Late last year, we posted (here, here, and here) about the payments, often huge, that five manufacturers of prosthetic joints (Biomet, DePuy Orthopaedics (a unit of Johnson & Johnson), Stryker Orthopedics,a unit of Stryker Inc, Zimmer Holdings, and Smith & Nephew) revealed they made to orthopedic surgeons and various academic and other organizations. The lists are here: Biomet, DePuy, Smith & Nephew, Stryker, and Zimmer. We also noted that some of the leadership of the major orthopedic societies have received substantial amounts from these companies, as have the societies themselves.

Despite the obvious potential for these payments to influence practice, teaching, and research, the issue received almost no attention after the initial media reports. Last week, however, it created a few more ripples. As reported by Bloomberg News, via the Washington Post,

Four makers of artificial hips and knees paid doctors more than $800 million in royalties and fees in four years to influence their choice of implants, a U.S. investigator told Congress.
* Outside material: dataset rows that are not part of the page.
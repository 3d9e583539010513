//! Session orchestrator: the active index, retrieval settings, and conversation history.

use crate::{
    answer::{Answer, AnswerEngine, QueryError, RetrievalSettings},
    batch::{self, BatchError, BatchMode, BatchReport, BatchRequest, FileOutcome},
    config::Config,
    index::{IndexError, VectorIndex},
    llm::get_language_model_client,
    metrics::{MetricsSnapshot, SessionMetrics},
    processing::{Document, DocumentError, IngestionOutcome, IngestionPipeline},
    progress::ProgressReporter,
};
use std::collections::BTreeSet;
use std::path::{Path, PathBuf};
use thiserror::Error;

/// Shown when a question arrives before any document has been ingested.
pub const NO_INDEX_NOTICE: &str = "Vector store not found. Please upload a document.";

const LOADED_NOTICE: &str = "Loaded persisted vector store.";
const COLD_START_NOTICE: &str = "No vector store found at the specified path.";
const UNREADABLE_INDEX_NOTICE: &str =
    "The saved vector store could not be read. Upload a document to replace it, or reset.";

/// Errors that stop a session operation as a whole.
#[derive(Debug, Error)]
pub enum SessionError {
    /// The persisted index exists but could not be loaded or removed.
    #[error("Vector index error: {0}")]
    Index(#[from] IndexError),
}

/// Whether an index is available to answer questions.
#[derive(Debug)]
pub enum IndexState {
    /// Nothing ingested or loaded yet; questions fail with [`QueryError::NoIndex`].
    Uninitialized,
    /// An index is bound and searchable.
    Ready(VectorIndex),
}

impl IndexState {
    /// The bound index, if any.
    pub fn index(&self) -> Option<&VectorIndex> {
        match self {
            Self::Uninitialized => None,
            Self::Ready(index) => Some(index),
        }
    }
}

/// Snapshot of the index binding for display.
#[derive(Debug, Clone, PartialEq, Eq)]
pub enum SessionStatus {
    /// No index bound.
    Uninitialized,
    /// An index is bound.
    Ready {
        /// Indexed chunk count.
        chunks: usize,
        /// Distinct source documents.
        sources: BTreeSet<String>,
        /// Persistence directory.
        location: PathBuf,
    },
}

/// One line of the conversation.
#[derive(Debug, Clone, PartialEq, Eq)]
pub struct ChatMessage {
    /// Message body.
    pub text: String,
    /// True for user turns, false for assistant replies and notices.
    pub is_user: bool,
}

impl ChatMessage {
    fn user(text: impl Into<String>) -> Self {
        Self {
            text: text.into(),
            is_user: true,
        }
    }

    fn assistant(text: impl Into<String>) -> Self {
        Self {
            text: text.into(),
            is_user: false,
        }
    }
}

/// The single active session.
///
/// Questions are only answered once a document has been ingested or a persisted index was
/// loaded at startup. Failures are converted into history entries or returned values; none of
/// them end the session.
pub struct Session {
    pipeline: IngestionPipeline,
    engine: AnswerEngine,
    state: IndexState,
    index_dir: PathBuf,
    settings: RetrievalSettings,
    history: Vec<ChatMessage>,
    pending_input: String,
    metrics: SessionMetrics,
}

impl Session {
    /// Open a session, resuming from a persisted index in `index_dir` when one exists.
    ///
    /// A persisted index that cannot be read leaves the session uninitialized with a notice;
    /// the next successful upload or [`Session::clear_all`] replaces the file.
    pub fn open(
        pipeline: IngestionPipeline,
        engine: AnswerEngine,
        index_dir: impl Into<PathBuf>,
        settings: RetrievalSettings,
    ) -> Self {
        let index_dir = index_dir.into();
        let (state, notice) = match VectorIndex::load(&index_dir) {
            Ok(index) => (IndexState::Ready(index), LOADED_NOTICE),
            Err(IndexError::NotFound(_)) => {
                tracing::info!(location = %index_dir.display(), "No persisted index; cold start");
                (IndexState::Uninitialized, COLD_START_NOTICE)
            }
            Err(error) => {
                tracing::error!(
                    location = %index_dir.display(),
                    error = %error,
                    "Persisted index unreadable; starting without an index"
                );
                (IndexState::Uninitialized, UNREADABLE_INDEX_NOTICE)
            }
        };

        Self {
            pipeline,
            engine,
            state,
            index_dir,
            settings,
            history: vec![ChatMessage::assistant(notice)],
            pending_input: String::new(),
            metrics: SessionMetrics::new(),
        }
    }

    /// Open the session described by `config`.
    pub fn from_config(config: &Config) -> Self {
        let pipeline = IngestionPipeline::from_config(config);
        let engine = AnswerEngine::new(
            pipeline.embedding_client().clone(),
            get_language_model_client(config),
        );
        let settings = RetrievalSettings::new(
            config.retrieval_default_k,
            config.retrieval_default_score_threshold,
        )
        .unwrap_or_default();
        Self::open(pipeline, engine, config.index_dir.clone(), settings)
    }

    /// Current index binding.
    pub fn state(&self) -> &IndexState {
        &self.state
    }

    /// Whether questions can be answered.
    pub fn is_ready(&self) -> bool {
        matches!(self.state, IndexState::Ready(_))
    }

    /// Directory the index persists to.
    pub fn index_dir(&self) -> &Path {
        &self.index_dir
    }

    /// Conversation so far, oldest first.
    pub fn history(&self) -> &[ChatMessage] {
        &self.history
    }

    /// Text typed but not yet submitted.
    pub fn pending_input(&self) -> &str {
        &self.pending_input
    }

    /// Replace the pending input.
    pub fn set_pending_input(&mut self, text: impl Into<String>) {
        self.pending_input = text.into();
    }

    /// Retrieval settings applied to the next question.
    pub fn settings(&self) -> RetrievalSettings {
        self.settings
    }

    /// Change the retrieval settings for subsequent questions.
    pub fn update_settings(&mut self, settings: RetrievalSettings) {
        tracing::debug!(
            k = settings.k,
            score_threshold = settings.score_threshold,
            "Retrieval settings updated"
        );
        self.settings = settings;
    }

    /// Ingest one document. See [`Session::ingest_many`].
    pub async fn ingest(
        &mut self,
        document: Document,
        progress: &dyn ProgressReporter,
    ) -> Vec<IngestionOutcome> {
        self.ingest_many(vec![Ok(document)], progress).await
    }

    /// Read and ingest files from disk. Unreadable files fail individually.
    pub async fn ingest_paths(
        &mut self,
        paths: &[PathBuf],
        progress: &dyn ProgressReporter,
    ) -> Vec<IngestionOutcome> {
        let mut documents = Vec::with_capacity(paths.len());
        for path in paths {
            documents.push(Document::from_path(path).await);
        }
        self.ingest_many(documents, progress).await
    }

    /// Ingest an upload.
    ///
    /// A new upload invalidates the conversation: history and pending input are cleared first,
    /// then one notice per document is appended.
    pub async fn ingest_many(
        &mut self,
        documents: Vec<Result<Document, DocumentError>>,
        progress: &dyn ProgressReporter,
    ) -> Vec<IngestionOutcome> {
        self.history.clear();
        self.pending_input.clear();

        let was_ready = self.is_ready();
        let mut index = self.take_index();
        let outcomes = self
            .pipeline
            .ingest_batch(&mut index, documents, progress)
            .await;
        self.restore_index(index, was_ready);

        for outcome in &outcomes {
            match &outcome.result {
                Ok(report) => self.metrics.record_document(report.chunk_count as u64),
                Err(_) => self.metrics.record_ingestion_failure(),
            }
            self.history.push(ChatMessage::assistant(outcome.message()));
        }
        outcomes
    }

    /// Answer `question` with explicit retrieval settings and record the exchange.
    ///
    /// A blank question is rejected without touching history. Asking before any index exists
    /// appends [`NO_INDEX_NOTICE`] instead of the exchange. Other failures are recorded as the
    /// reply so they stay visible in the conversation.
    pub async fn ask(
        &mut self,
        question: &str,
        settings: RetrievalSettings,
    ) -> Result<Answer, QueryError> {
        let question = question.trim();
        let result = self
            .engine
            .ask(self.state.index(), question, settings)
            .await;
        self.pending_input.clear();

        match &result {
            Ok(answer) => {
                self.metrics.record_answer(answer.grounded);
                self.history.push(ChatMessage::user(question));
                self.history.push(ChatMessage::assistant(answer.text.as_str()));
            }
            Err(QueryError::Validation(_)) => {}
            Err(QueryError::NoIndex) => {
                self.history.push(ChatMessage::assistant(NO_INDEX_NOTICE));
            }
            Err(error) => {
                tracing::warn!(error = %error, "Question failed");
                self.history.push(ChatMessage::user(question));
                self.history.push(ChatMessage::assistant(error.to_string()));
            }
        }
        result
    }

    /// Ask with the session's current settings.
    pub async fn ask_with_current_settings(
        &mut self,
        question: &str,
    ) -> Result<Answer, QueryError> {
        let settings = self.settings;
        self.ask(question, settings).await
    }

    /// Empty the conversation; the index is kept.
    pub fn clear_chat(&mut self) {
        self.history.clear();
        self.pending_input.clear();
    }

    /// Discard the index (memory and disk) and the conversation.
    ///
    /// The conversation is cleared and the session left uninitialized even when removing the
    /// file fails; the error is still returned so the caller can report it.
    pub fn clear_all(&mut self) -> Result<(), SessionError> {
        let mut index = self.take_index();
        self.clear_chat();
        index.reset()?;
        tracing::info!(location = %self.index_dir.display(), "Session reset");
        Ok(())
    }

    /// Describe the current index binding.
    pub fn status(&self) -> SessionStatus {
        match &self.state {
            IndexState::Uninitialized => SessionStatus::Uninitialized,
            IndexState::Ready(index) => SessionStatus::Ready {
                chunks: index.len(),
                sources: index.sources(),
                location: index.location().to_path_buf(),
            },
        }
    }

    /// Run a batch over `request.dir`.
    ///
    /// Asking in batch before any index exists appends [`NO_INDEX_NOTICE`] once; each file is
    /// then reported as failed and no model call is made.
    pub async fn run_batch(
        &mut self,
        request: &BatchRequest,
        progress: &dyn ProgressReporter,
    ) -> Result<BatchReport, BatchError> {
        let report = match request.mode {
            BatchMode::Ask => {
                if !self.is_ready() {
                    self.history.push(ChatMessage::assistant(NO_INDEX_NOTICE));
                }
                batch::run_ask(
                    &self.engine,
                    self.state.index(),
                    self.settings,
                    request,
                    progress,
                )
                .await?
            }
            BatchMode::Ingest => {
                let was_ready = self.is_ready();
                let mut index = self.take_index();
                let result =
                    batch::run_ingest(&self.pipeline, &mut index, request, progress).await;
                self.restore_index(index, was_ready);
                let report = result?;
                for outcome in &report.outcomes {
                    match outcome {
                        FileOutcome::Ingested { chunks, .. } => {
                            self.metrics.record_document(*chunks as u64)
                        }
                        FileOutcome::Failed { .. } => self.metrics.record_ingestion_failure(),
                        _ => {}
                    }
                }
                report
            }
        };

        self.metrics.record_batch(
            report.written() as u64,
            report.skipped() as u64,
            report.failed() as u64,
        );
        Ok(report)
    }

    /// Current activity counters.
    pub fn metrics_snapshot(&self) -> MetricsSnapshot {
        self.metrics.snapshot()
    }

    fn take_index(&mut self) -> VectorIndex {
        match std::mem::replace(&mut self.state, IndexState::Uninitialized) {
            IndexState::Ready(index) => index,
            IndexState::Uninitialized => VectorIndex::create(&self.index_dir),
        }
    }

    fn restore_index(&mut self, index: VectorIndex, was_ready: bool) {
        if was_ready || !index.is_empty() {
            self.state = IndexState::Ready(index);
        }
    }
}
The unidentified companies control about three-quarters of the $9.4 billion worldwide market for hips and knees, said Gregory E. Demske, an assistant inspector general at the Health and Human Services Department, at a hearing yesterday of the Senate Special Committee on Aging.

'Illegitimate' payments, the extent of which is unknown, influence orthopedic surgeons' medical judgment and are so common that it will be difficult to eliminate the practice, Demske and other witnesses said. The fees have enriched doctors and distorted the market by bolstering sales of lower-quality devices, they said.
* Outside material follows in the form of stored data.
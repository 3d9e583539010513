//! Incremental progress reporting for ingestion and batch runs.
//!
//! Events are emitted from real work: after every embedding request during ingestion and
//! after every file during a batch run. Front ends decide how to render them.

use std::io::Write;
use std::path::PathBuf;

/// A single progress event.
#[derive(Clone, Debug, PartialEq)]
pub enum ProgressEvent {
    /// A document entered the ingestion pipeline.
    DocumentStarted {
        /// Source identifier of the document.
        source: String,
        /// One-based position within the current upload.
        position: usize,
        /// Number of documents in the current upload.
        total: usize,
    },
    /// Another slice of a document's chunks has been embedded.
    ChunksEmbedded {
        /// Source identifier of the document.
        source: String,
        /// Chunks embedded so far.
        embedded: usize,
        /// Chunks produced for the document.
        total: usize,
    },
    /// A document left the ingestion pipeline.
    DocumentFinished {
        /// Source identifier of the document.
        source: String,
        /// Human-readable outcome.
        outcome: String,
    },
    /// A batch file is about to be processed.
    FileStarted {
        /// Input path.
        path: PathBuf,
        /// One-based position within the batch.
        position: usize,
        /// Number of files in the batch.
        total: usize,
    },
    /// A batch file has been processed.
    FileFinished {
        /// Input path.
        path: PathBuf,
        /// Human-readable outcome.
        outcome: String,
    },
}

/// Receives progress events; implementations render them for a front end.
pub trait ProgressReporter: Send + Sync {
    /// Emit a progress event.
    fn report(&self, event: ProgressEvent);
}

/// Discards every event.
pub struct SilentProgress;

impl ProgressReporter for SilentProgress {
    fn report(&self, _event: ProgressEvent) {}
}

/// Human-friendly progress lines on stderr.
pub struct StderrProgress;

impl ProgressReporter for StderrProgress {
    fn report(&self, event: ProgressEvent) {
        let line = match &event {
            ProgressEvent::DocumentStarted {
                source,
                position,
                total,
            } => format!("[{position}/{total}] ingesting {source}\n"),
            ProgressEvent::ChunksEmbedded {
                source,
                embedded,
                total,
            } => {
                let percent = if *total == 0 {
                    100
                } else {
                    embedded * 100 / total
                };
                format!("  {source}  embedded {embedded} / {total} chunks ({percent}%)\n")
            }
            ProgressEvent::DocumentFinished { source, outcome } => {
                format!("  {source}  {outcome}\n")
            }
            ProgressEvent::FileStarted {
                path,
                position,
                total,
            } => format!("[{position}/{total}] {}\n", path.display()),
            ProgressEvent::FileFinished { path, outcome } => {
                format!("  {}  {outcome}\n", path.display())
            }
        };
        let mut stderr = std::io::stderr().lock();
        let _ = stderr.write_all(line.as_bytes());
        let _ = stderr.flush();
    }
}
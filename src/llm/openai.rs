use super::{LanguageModelClient, LanguageModelError};
use async_trait::async_trait;
use reqwest::Client;
use serde::Deserialize;
use serde_json::json;

/// Completion client for OpenAI-compatible `POST /chat/completions` endpoints.
pub struct OpenAiCompletionClient {
    http: Client,
    base_url: String,
    api_key: String,
    model: String,
    temperature: Option<f32>,
}

impl OpenAiCompletionClient {
    /// Construct a client for the API at `base_url`.
    pub fn new(base_url: String, api_key: String, model: String, temperature: Option<f32>) -> Self {
        Self {
            http: Client::new(),
            base_url,
            api_key,
            model,
            temperature,
        }
    }

    fn endpoint(&self) -> String {
        format!("{}/chat/completions", self.base_url.trim_end_matches('/'))
    }
}

#[derive(Debug, Deserialize)]
struct ChatResponse {
    choices: Vec<ChatChoice>,
}

#[derive(Debug, Deserialize)]
struct ChatChoice {
    message: ChatMessage,
}

#[derive(Debug, Deserialize)]
struct ChatMessage {
    #[serde(default)]
    content: Option<String>,
}

#[async_trait]
impl LanguageModelClient for OpenAiCompletionClient {
    async fn complete(&self, prompt: &str) -> Result<String, LanguageModelError> {
        let mut payload = json!({
            "model": self.model,
            "messages": [{ "role": "user", "content": prompt }],
        });
        if let Some(temperature) = self.temperature {
            payload["temperature"] = json!(temperature);
        }

        tracing::debug!(model = %self.model, prompt_chars = prompt.len(), "Requesting chat completion");
        let response = self
            .http
            .post(self.endpoint())
            .bearer_auth(&self.api_key)
            .json(&payload)
            .send()
            .await
            .map_err(|error| {
                LanguageModelError::ProviderUnavailable(format!(
                    "failed to reach {}: {error}",
                    self.base_url
                ))
            })?;

        if !response.status().is_success() {
            let status = response.status();
            let body = response.text().await.unwrap_or_default();
            return Err(LanguageModelError::GenerationFailed(format!(
                "chat endpoint returned {status}: {body}"
            )));
        }

        let body: ChatResponse = response.json().await.map_err(|error| {
            LanguageModelError::InvalidResponse(format!("failed to decode chat response: {error}"))
        })?;

        body.choices
            .into_iter()
            .next()
            .and_then(|choice| choice.message.content)
            .ok_or_else(|| LanguageModelError::InvalidResponse("response had no choices".into()))
    }
}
'Industry and physicians are equally culpable,' said Sen. Herb Kohl (D-Wis.), chairman of the panel. 'Some physicians make it known to the companies that they will be loyal to the highest bidder. Where does the patient's well-being fit into the equation?'

Even an executive at one of the device companies admitted problems with the payments.

It's clear the device companies went too far, said Chad Phipps, Zimmer's general counsel.
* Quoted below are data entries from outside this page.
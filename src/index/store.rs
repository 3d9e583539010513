//! In-memory vector index with explicit persistence.

use super::persist;
use super::types::{Chunk, IndexError, IndexedChunk, ScoredChunk};
use std::collections::BTreeSet;
use std::path::{Path, PathBuf};
use uuid::Uuid;

/// Durable collection of embedded chunks searchable by cosine similarity.
///
/// Mutations only touch memory; nothing is durable until [`VectorIndex::persist`] returns.
#[derive(Debug)]
pub struct VectorIndex {
    location: PathBuf,
    dimension: Option<usize>,
    entries: Vec<IndexedChunk>,
}

impl VectorIndex {
    /// Create an empty index that will persist to `location`.
    pub fn create(location: impl Into<PathBuf>) -> Self {
        Self {
            location: location.into(),
            dimension: None,
            entries: Vec::new(),
        }
    }

    /// Reconstruct an index from `location`.
    ///
    /// Returns [`IndexError::NotFound`] when nothing has been persisted there yet.
    pub fn load(location: impl Into<PathBuf>) -> Result<Self, IndexError> {
        let location = location.into();
        let file = persist::read_index(&location)?;
        tracing::info!(
            location = %location.display(),
            chunks = file.entries.len(),
            dimension = ?file.dimension,
            "Loaded persisted index"
        );
        Ok(Self {
            location,
            dimension: file.dimension,
            entries: file.entries,
        })
    }

    /// Directory the index persists to.
    pub fn location(&self) -> &Path {
        &self.location
    }

    /// Number of indexed chunks.
    pub fn len(&self) -> usize {
        self.entries.len()
    }

    /// Whether the index holds no chunks.
    pub fn is_empty(&self) -> bool {
        self.entries.is_empty()
    }

    /// Vector width fixed by the first added chunk, if any.
    pub fn dimension(&self) -> Option<usize> {
        self.dimension
    }

    /// Distinct source identifiers represented in the index.
    pub fn sources(&self) -> BTreeSet<String> {
        self.entries
            .iter()
            .map(|entry| entry.chunk.source.clone())
            .collect()
    }

    /// Append chunk/vector pairs.
    ///
    /// Either every pair is added or none is. Re-adding identical content creates duplicate
    /// entries.
    pub fn add(&mut self, chunks: Vec<Chunk>, embeddings: Vec<Vec<f32>>) -> Result<usize, IndexError> {
        if chunks.len() != embeddings.len() {
            return Err(IndexError::LengthMismatch {
                chunks: chunks.len(),
                vectors: embeddings.len(),
            });
        }
        let Some(first) = embeddings.first() else {
            return Ok(0);
        };

        let expected = self.dimension.unwrap_or(first.len());
        if let Some(bad) = embeddings.iter().find(|vector| vector.len() != expected) {
            return Err(IndexError::DimensionMismatch {
                expected,
                actual: bad.len(),
            });
        }

        let added = chunks.len();
        self.dimension = Some(expected);
        self.entries.extend(
            chunks
                .into_iter()
                .zip(embeddings)
                .map(|(chunk, vector)| IndexedChunk {
                    id: Uuid::new_v4().to_string(),
                    chunk,
                    vector,
                }),
        );
        tracing::debug!(added, total = self.entries.len(), "Chunks added to index");
        Ok(added)
    }

    /// Return up to `k` chunks scoring at least `score_threshold`, best first.
    ///
    /// Ties keep insertion order. An empty result is not an error.
    pub fn search(
        &self,
        query: &[f32],
        k: usize,
        score_threshold: f32,
    ) -> Result<Vec<ScoredChunk>, IndexError> {
        let Some(dimension) = self.dimension else {
            return Ok(Vec::new());
        };
        if query.len() != dimension {
            return Err(IndexError::DimensionMismatch {
                expected: dimension,
                actual: query.len(),
            });
        }
        if k == 0 {
            return Ok(Vec::new());
        }

        let mut scored: Vec<(f32, &IndexedChunk)> = self
            .entries
            .iter()
            .map(|entry| (cosine_similarity(query, &entry.vector), entry))
            .filter(|(score, _)| *score >= score_threshold)
            .collect();
        scored.sort_by(|left, right| right.0.total_cmp(&left.0));
        scored.truncate(k);

        Ok(scored
            .into_iter()
            .map(|(score, entry)| ScoredChunk {
                id: entry.id.clone(),
                score,
                chunk: entry.chunk.clone(),
            })
            .collect())
    }

    /// Flush the current state to disk.
    pub fn persist(&self) -> Result<(), IndexError> {
        persist::write_index(&self.location, self.dimension, &self.entries)?;
        tracing::debug!(
            location = %self.location.display(),
            chunks = self.entries.len(),
            "Index persisted"
        );
        Ok(())
    }

    /// Discard every chunk in memory and on disk.
    pub fn reset(&mut self) -> Result<(), IndexError> {
        self.entries.clear();
        self.dimension = None;
        persist::remove_index(&self.location)?;
        tracing::info!(location = %self.location.display(), "Index reset");
        Ok(())
    }

    /// Drop entries added after the first `len`, undoing an uncommitted append.
    pub(crate) fn truncate(&mut self, len: usize) {
        self.entries.truncate(len);
        if self.entries.is_empty() {
            self.dimension = None;
        }
    }
}

/// Cosine similarity; zero-norm or mismatched vectors score `0.0`.
pub fn cosine_similarity(a: &[f32], b: &[f32]) -> f32 {
    if a.len() != b.len() || a.is_empty() {
        return 0.0;
    }
    let dot: f32 = a.iter().zip(b).map(|(x, y)| x * y).sum();
    let norm_a: f32 = a.iter().map(|x| x * x).sum::<f32>().sqrt();
    let norm_b: f32 = b.iter().map(|x| x * x).sum::<f32>().sqrt();
    if norm_a < f32::EPSILON || norm_b < f32::EPSILON {
        0.0
    } else {
        dot / (norm_a * norm_b)
    }
}

#[cfg(test)]
mod tests {
    use super::*;
    use tempfile::tempdir;

    fn chunk(text: &str, ordinal: usize) -> Chunk {
        Chunk::new("doc.txt", ordinal, 0, text)
    }

    fn sample_index(dir: &Path) -> VectorIndex {
        let mut index = VectorIndex::create(dir);
        index
            .add(
                vec![chunk("east", 0), chunk("north", 1), chunk("north-east", 2)],
                vec![vec![1.0, 0.0], vec![0.0, 1.0], vec![1.0, 1.0]],
            )
            .unwrap();
        index
    }

    #[test]
    fn search_orders_by_score_and_respects_k() {
        let dir = tempdir().unwrap();
        let index = sample_index(dir.path());

        let hits = index.search(&[1.0, 0.1], 2, 0.0).unwrap();
        assert_eq!(hits.len(), 2);
        assert_eq!(hits[0].chunk.text, "east");
        assert_eq!(hits[1].chunk.text, "north-east");
        assert!(hits[0].score >= hits[1].score);
    }

    #[test]
    fn search_never_returns_scores_below_threshold() {
        let dir = tempdir().unwrap();
        let index = sample_index(dir.path());

        let hits = index.search(&[1.0, 0.0], 10, 0.5).unwrap();
        assert!(hits.iter().all(|hit| hit.score >= 0.5));
        assert_eq!(hits.len(), 2);

        let none = index.search(&[-1.0, -1.0], 10, 0.2).unwrap();
        assert!(none.is_empty());
    }

    #[test]
    fn search_breaks_ties_by_insertion_order() {
        let dir = tempdir().unwrap();
        let mut index = VectorIndex::create(dir.path());
        index
            .add(
                vec![chunk("first", 0), chunk("second", 1)],
                vec![vec![1.0, 0.0], vec![2.0, 0.0]],
            )
            .unwrap();
        let hits = index.search(&[1.0, 0.0], 2, 0.0).unwrap();
        assert_eq!(hits[0].chunk.text, "first");
        assert_eq!(hits[1].chunk.text, "second");
    }

    #[test]
    fn search_on_empty_index_is_empty() {
        let dir = tempdir().unwrap();
        let index = VectorIndex::create(dir.path());
        assert!(index.search(&[1.0, 0.0], 5, 0.0).unwrap().is_empty());
    }

    #[test]
    fn add_is_all_or_nothing() {
        let dir = tempdir().unwrap();
        let mut index = sample_index(dir.path());

        let error = index
            .add(
                vec![chunk("ok", 3), chunk("bad", 4)],
                vec![vec![1.0, 0.0], vec![1.0, 0.0, 0.0]],
            )
            .unwrap_err();
        assert!(matches!(error, IndexError::DimensionMismatch { expected: 2, actual: 3 }));
        assert_eq!(index.len(), 3);

        let error = index.add(vec![chunk("lonely", 5)], Vec::new()).unwrap_err();
        assert!(matches!(error, IndexError::LengthMismatch { chunks: 1, vectors: 0 }));
        assert_eq!(index.len(), 3);
    }

    #[test]
    fn duplicate_content_is_not_deduplicated() {
        let dir = tempdir().unwrap();
        let mut index = VectorIndex::create(dir.path());
        for _ in 0..2 {
            index.add(vec![chunk("same", 0)], vec![vec![1.0]]).unwrap();
        }
        assert_eq!(index.len(), 2);
    }

    #[test]
    fn persist_then_load_round_trips() {
        let dir = tempdir().unwrap();
        let index = sample_index(dir.path());
        index.persist().unwrap();

        let reloaded = VectorIndex::load(dir.path()).unwrap();
        assert_eq!(reloaded.len(), 3);
        assert_eq!(reloaded.dimension(), Some(2));
        assert_eq!(
            reloaded.search(&[0.2, 1.0], 3, 0.0).unwrap(),
            index.search(&[0.2, 1.0], 3, 0.0).unwrap()
        );
    }

    #[test]
    fn load_without_persisted_state_is_not_found() {
        let dir = tempdir().unwrap();
        let error = VectorIndex::load(dir.path().join("missing")).unwrap_err();
        assert!(matches!(error, IndexError::NotFound(_)));
    }

    #[test]
    fn load_rejects_corrupt_vectors() {
        let dir = tempdir().unwrap();
        std::fs::write(
            dir.path().join("index.json"),
            r#"{"version":1,"dimension":3,"entries":[{"id":"x","source":"s","ordinal":0,"text":"t","chunk_hash":"h","vector":[1.0]}]}"#,
        )
        .unwrap();
        let error = VectorIndex::load(dir.path()).unwrap_err();
        assert!(matches!(error, IndexError::Corrupt(_)));
    }

    #[test]
    fn reset_clears_memory_and_disk() {
        let dir = tempdir().unwrap();
        let mut index = sample_index(dir.path());
        index.persist().unwrap();

        index.reset().unwrap();
        assert!(index.is_empty());
        assert_eq!(index.dimension(), None);
        assert!(matches!(
            VectorIndex::load(dir.path()),
            Err(IndexError::NotFound(_))
        ));
    }

    #[test]
    fn truncate_rolls_back_uncommitted_append() {
        let dir = tempdir().unwrap();
        let mut index = VectorIndex::create(dir.path());
        index.add(vec![chunk("a", 0)], vec![vec![1.0, 0.0]]).unwrap();
        index.truncate(0);
        assert!(index.is_empty());
        assert_eq!(index.dimension(), None);
    }

    #[test]
    fn cosine_handles_zero_vectors() {
        assert_eq!(cosine_similarity(&[0.0, 0.0], &[1.0, 0.0]), 0.0);
        assert!((cosine_similarity(&[1.0, 0.0], &[2.0, 0.0]) - 1.0).abs() < 1e-6);
    }
}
'In hindsight it now appears that as the industry expanded to meet patient needs, the use of consultants may have been excessive at times,' Phipps told the committee.


In addition, a Minneapolis Star-Tribune story referred to

Wine-tasting outings to California's Napa Valley. Ski trips to Colorado. Tickets to sporting events. Gourmet meals at swanky restaurants. Forays to 'adult entertainment' clubs. Fat checks for what some see as questionable work.


And a Wall Street Journal story gave this example

In some cases, a company sales representative would spend one or two hours in an operating room watching a surgeon implant his company's device. The company would then pay the doctor for eight to 10 hours of 'training' services, according to findings that government investigators shared with the committee.
Maybe I shouldn't be amazed that this story has provoked so little response, much less outrage. Even though some academic orthopedists were getting literally millions of dollars a year (see this post), very few seem worried that such fabulous payments might have had some influence on their clinical decisions, on what they taught their students or colleagues, or on their research.

As noted before, some people are concerned by how physicians may be influenced by gifts of pens, coffee mugs, and pizza lunches. If we should be concerned about coffee mugs, how much more should we be concerned by multi-million dollar royalties or consulting payments?

But of course, it's easier to forbid coffee mugs and pizzas for medical students and house-staff than making the chair of orthopedics choose between his job and his multi-million dollar royalties.